This is by no means a bad
movie. In fact, it is a pretty decent one. What it is, however, is a missed
opportunity, and not even the exemplary work of the radiant Ms. Lawrence can
blot out that fact. Later this year, Catching Fire starts production. Maybe this time, those involved
will adapt the source material not just faithfully, not just skillfully, but meaningfully. And, as a hopeful fan, I eagerly await a movie as good
as the soundtrack. C+
***
I'll say it again; these
movies aren't failures. What they do, they do pretty well. But the great
political drama of the New Millennium, the biggest teen fiction phenom since Harry
Potter--don't they deserve adaptations
as arresting, original, and unshakeable as the source material? Here we have
two singular cultural watersheds that made history by shattering convention
like a bull in a china shop, transferred to cinema with all the go-for-broke
daring of a maid doing dishes in a house kitchen. In Angels In America, Al Pacino's unscrupulous lawyer put it bluntly:
"Do you wanna be nice, or do you
wanna be effective?" Jay Roach
and Gary Ross have chosen the former, making movies that please most but fully
satisfy few, for one reason; they want to be approved of by studio execs, and
modestly enjoyed by as many ticket-taking patrons as possible. They want to be
liked by powerful people. That's why these movies never really achieve liftoff,
and that's why, after millions of dollars, countless man hours, and more
slogans than you'll see on the back of a pick-up truck in Waco, we're all so
damn unhappy with our 2012 presidential candidates.
I'm sure it seems a
stretch, but think about it; is a director compromising his artistry to please
an audience really all that different from a politician shifting his positions
to please the voters?
I'll say it again; they
want to be liked by powerful people.
I can't think of a better
example than Mitt Romney. Regardless of what you think of his political or
personal experiences, the fact of the matter is this; no human since Marilyn
Monroe has displayed such a constant, cloying, no-holds-barred need to be
adored by the right people. During the left-of-center Clinton years, those
people were Massachussetts progressives, to whom he said he'd be "more of
a friend to gays than Ted Kennedy". A decade and a half later, he's doing
his "marriage=man+woman" shtick at Liberty University, a school that
openly turns away LGBT students. Now, I've got no problem with a little bit of
well-reasoned flip-flopping, regardless of the candidate---listening to Newt
Gingrich for long periods of time gives me cramps of the soul, but I did
appreciate his nuanced shift on immigration reform. But from Mr. Gay BFF to Mr.

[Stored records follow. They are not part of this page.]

//! Timetable document parsing.
//!
//! DSB timetable pages are Untis HTML exports. This module turns them into
//! [`SubstitutionEntry`] values, one per class and table row.

mod entry;
mod extract;
mod mapper;
mod page;
mod parse;

pub use entry::SubstitutionEntry;
pub use extract::{
    PLACEHOLDER, cell_value, extract_updated, is_blank_cell, local_midnight, parse_dmy,
    parse_title, split_classes,
};
pub use mapper::{CLASS_ATTRIBUTE, DEFAULT_COLUMNS, MapperError, TableMapper};
pub use page::{Aggregate, TimetablePage, flatten_pages, non_empty_pages};
pub use parse::parse_timetable;
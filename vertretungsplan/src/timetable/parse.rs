//! HTML timetable parsing.
//!
//! A DSB timetable page holds one `table.mon_list` per day. The n-th list
//! belongs to the n-th `table.mon_head` header (last-updated stamp) and the
//! n-th `div.mon_title` title (date and weekday).

use std::sync::LazyLock;

use chrono::{DateTime, FixedOffset};
use scraper::{ElementRef, Html, Selector};
use tracing::{debug, warn};

use super::entry::SubstitutionEntry;
use super::extract::{
    PLACEHOLDER, cell_value, extract_updated, is_blank_cell, local_midnight, parse_title,
    split_classes,
};
use super::mapper::TableMapper;

fn selector(css: &'static str) -> Selector {
    Selector::parse(css).unwrap_or_else(|e| panic!("invalid selector {css:?}: {e}"))
}

static MON_LIST: LazyLock<Selector> = LazyLock::new(|| selector("table.mon_list"));
static MON_HEAD: LazyLock<Selector> = LazyLock::new(|| selector("table.mon_head"));
static MON_TITLE: LazyLock<Selector> = LazyLock::new(|| selector("div.mon_title"));
static PARAGRAPH: LazyLock<Selector> = LazyLock::new(|| selector("p"));
static SPAN: LazyLock<Selector> = LazyLock::new(|| selector("span"));
static ROW: LazyLock<Selector> = LazyLock::new(|| selector("tr"));
static CELL: LazyLock<Selector> = LazyLock::new(|| selector("td"));

/// Values shared by every entry of one table.
#[derive(Debug, Clone)]
struct TableContext<'a> {
    date: DateTime<FixedOffset>,
    day: String,
    updated: String,
    source: &'a str,
}

/// Parse every substitution table in a timetable page.
///
/// Entries come out in document order: table, then row, then class.
/// Tables without a usable title are skipped; rows with fewer than two
/// cells are ignored.
pub fn parse_timetable(html: &str, source: &str, mapper: &TableMapper) -> Vec<SubstitutionEntry> {
    let document = Html::parse_document(html);

    let updates: Vec<Option<String>> = document.select(&MON_HEAD).map(header_updated).collect();
    let titles: Vec<String> = document.select(&MON_TITLE).map(element_text).collect();

    let mut entries = Vec::new();

    for (index, table) in document.select(&MON_LIST).enumerate() {
        let Some((date, day)) = titles.get(index).and_then(|t| parse_title(t)) else {
            warn!(source, index, title = ?titles.get(index), "skipping table without a usable title");
            continue;
        };

        let updated = match updates.get(index).cloned().flatten() {
            Some(updated) => updated,
            None => {
                warn!(source, index, "table header has no last-updated stamp");
                PLACEHOLDER.to_string()
            }
        };

        let context = TableContext {
            date: local_midnight(date),
            day,
            updated,
            source,
        };

        let before = entries.len();
        for row in table.select(&ROW).skip(1) {
            let cells: Vec<String> = row.select(&CELL).map(element_text).collect();
            entries.extend(row_entries(&cells, &context, mapper));
        }
        debug!(source, index, count = entries.len() - before, "parsed table");
    }

    entries
}

/// Concatenated text of an element and its descendants.
fn element_text(element: ElementRef<'_>) -> String {
    element.text().collect()
}

/// Last-updated stamp: the text node right after the last `<span>` of the
/// header's first paragraph.
fn header_updated(head: ElementRef<'_>) -> Option<String> {
    let paragraph = head.select(&PARAGRAPH).next()?;
    let span = paragraph.select(&SPAN).last()?;
    let sibling = span.next_sibling()?;
    let text = sibling.value().as_text()?;
    extract_updated(text)
}

/// Turn one table row into entries, one per class listed in the class cell.
fn row_entries(
    cells: &[String],
    context: &TableContext<'_>,
    mapper: &TableMapper,
) -> Vec<SubstitutionEntry> {
    if cells.len() < 2 {
        return Vec::new();
    }

    let class_index = mapper.class_index();
    let classes = match class_index.and_then(|i| cells.get(i)) {
        Some(cell) => split_classes(cell),
        None => vec![PLACEHOLDER.to_string()],
    };

    classes
        .into_iter()
        .map(|class| {
            let columns = cells
                .iter()
                .enumerate()
                .map(|(i, text)| {
                    let value = if Some(i) == class_index && !is_blank_cell(text) {
                        class.clone()
                    } else {
                        cell_value(text)
                    };
                    (mapper.attribute(i), value)
                })
                .collect();

            SubstitutionEntry {
                date: context.date,
                day: context.day.clone(),
                updated: context.updated.clone(),
                source: context.source.to_string(),
                columns,
            }
        })
        .collect()
}
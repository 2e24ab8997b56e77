//! DSBMobile wire DTOs.
//!
//! These types map directly onto the JSON exchanged with the `GetData`
//! endpoint. The backend is undocumented and loosely typed, so the menu
//! tree is read node by node from raw JSON rather than through a strict
//! derive.

use serde::{Deserialize, Deserializer, Serialize};
use serde_json::Value;

/// Result code the backend sends on success.
pub const RESULT_CODE_OK: i64 = 0;

/// The device metadata and credentials the backend expects.
///
/// Field names are PascalCase on the wire (`UserId`, `BundleId`, ...).
#[derive(Debug, Clone, PartialEq, Eq, Serialize, Deserialize)]
#[serde(rename_all = "PascalCase")]
pub struct RequestPayload {
    pub user_id: String,
    pub user_pw: String,
    pub app_version: String,
    pub language: String,
    pub os_version: String,
    pub app_id: String,
    pub device: String,
    pub bundle_id: String,
    pub date: String,
    pub last_update: String,
}

/// Outer POST body: `{"req": {"Data": ..., "DataType": 1}}`.
#[derive(Debug, Clone, PartialEq, Eq, Serialize, Deserialize)]
pub struct RequestBody {
    pub req: RequestData,
}

/// Encoded payload plus its data type tag.
#[derive(Debug, Clone, PartialEq, Eq, Serialize, Deserialize)]
#[serde(rename_all = "PascalCase")]
pub struct RequestData {
    /// base64(gzip(compact JSON of [`RequestPayload`]))
    pub data: String,
    pub data_type: u8,
}

/// Outer response body; `d` holds base64(gzip(JSON envelope)).
#[derive(Debug, Clone, Deserialize, Serialize)]
pub struct ResponseBody {
    pub d: String,
}

/// Decoded response envelope.
#[derive(Debug, Clone, Deserialize, Serialize)]
pub struct ResponseEnvelope {
    #[serde(rename = "Resultcode")]
    pub result_code: i64,

    #[serde(rename = "ResultStatusInfo", default)]
    pub result_status_info: String,

    #[serde(
        rename = "ResultMenuItems",
        default,
        deserialize_with = "deserialize_menu_items"
    )]
    pub result_menu_items: Vec<MenuItem>,
}

/// Error for a menu tree element that is not a JSON object.
#[derive(Debug, Clone, PartialEq, Eq, thiserror::Error)]
#[error("menu item must be a JSON object")]
pub struct InvalidMenuItem;

/// One node of the backend's menu tree.
///
/// Built from raw JSON one node at a time. `Childs` may be a list, a single
/// object or anything else; elements that are not objects are dropped
/// without affecting their siblings, and a `Detail` that is not a string
/// counts as absent. Other fields such as `Title` are ignored.
#[derive(Debug, Clone, Default, PartialEq, Eq, Deserialize, Serialize)]
#[serde(try_from = "serde_json::Value")]
pub struct MenuItem {
    /// Document URL on terminal nodes.
    #[serde(rename = "Detail", skip_serializing_if = "Option::is_none")]
    pub detail: Option<String>,

    #[serde(rename = "Childs")]
    pub children: Vec<MenuItem>,

    /// Pages wrap their content in a `Root` node.
    #[serde(rename = "Root", skip_serializing_if = "Option::is_none")]
    pub root: Option<Box<MenuItem>>,
}

impl TryFrom<Value> for MenuItem {
    type Error = InvalidMenuItem;

    fn try_from(value: Value) -> Result<Self, Self::Error> {
        let Value::Object(mut fields) = value else {
            return Err(InvalidMenuItem);
        };

        let detail = match fields.remove("Detail") {
            Some(Value::String(detail)) => Some(detail),
            _ => None,
        };
        let children = fields.remove("Childs").map(menu_items).unwrap_or_default();
        let root = fields
            .remove("Root")
            .and_then(|root| MenuItem::try_from(root).ok())
            .map(Box::new);

        Ok(MenuItem {
            detail,
            children,
            root,
        })
    }
}

/// Menu items from a `Childs`-style value: a list, one object, or neither.
pub fn menu_items(value: Value) -> Vec<MenuItem> {
    match value {
        Value::Array(elements) => elements
            .into_iter()
            .filter_map(|element| MenuItem::try_from(element).ok())
            .collect(),
        object @ Value::Object(_) => MenuItem::try_from(object).into_iter().collect(),
        _ => Vec::new(),
    }
}

fn deserialize_menu_items<'de, D>(deserializer: D) -> Result<Vec<MenuItem>, D::Error>
where
    D: Deserializer<'de>,
{
    Value::deserialize(deserializer).map(menu_items)
}
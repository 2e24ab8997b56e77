//! DSBMobile substitution plan client.
//!
//! Fetches a school's substitution plan ("Vertretungsplan") from the
//! DSBMobile backend, parses the published timetable pages and groups the
//! substitutions by class.

pub mod board;
pub mod config;
pub mod dsb;
pub mod timetable;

Federal Ban on Gay Marriage? It's like promising your kid a puppy, and then,
once it's grown up, shipping said puppy off to the Arctic. Of course, it's no
secret why he did it--the Religious
Right is now the biggest single subsection of the party, and he has to assure
them that he's exorcised his demonic social liberalism. But he needs fiscally
conservative, socially progressive centrists to love him too--thus the recent
video where he declares gay marriage to be a state issue, mere hours after he
called for a national amendment prohibiting it. I assumed Romney's post-primary
strategy would be to taper back to the center, but on this issue and countless
others, he's adhering to the bizarre strategy of taking nearly every position
at once, a feat of intellectual gymnastics that would give Cirque De Soleil pause. Like Ross and Roach, the guy can't settle on
a consistent narrative, preferring to please as many people as possible without
stating what would please him.
Beating up on Mitt Romney
isn't hard for a Commie Socialist Liberal Wacko Jewish Intellectual Type like
myself, but ragging on President Obama is the equivalent of a root
canal--agonizing, but necessary. First of all, I need to emphasize that this is
the man who, barring some Messianically revelatory Mitt-cident, I'm voting for
come November. He is a savvy master of the bureaucracy and a skilled player on
the world stage, with laudable foreign policy chops fit for an increasingly
global society. He is, most of all, a masterful Commander in Chief, overseeing
the end of a war and the death of Public Enemy Number One--two achievements the
guy deserves serious credit for, as I'll argue in a later post. But that's not
what he's running his campaign on. "This is a make or break moment for the
middle class", he stated at his recent rally, and that crucial moment
provides the crux of his campaign; forging a compassionately regulated free
market where those of moderate fiscal means and aims can do their thing.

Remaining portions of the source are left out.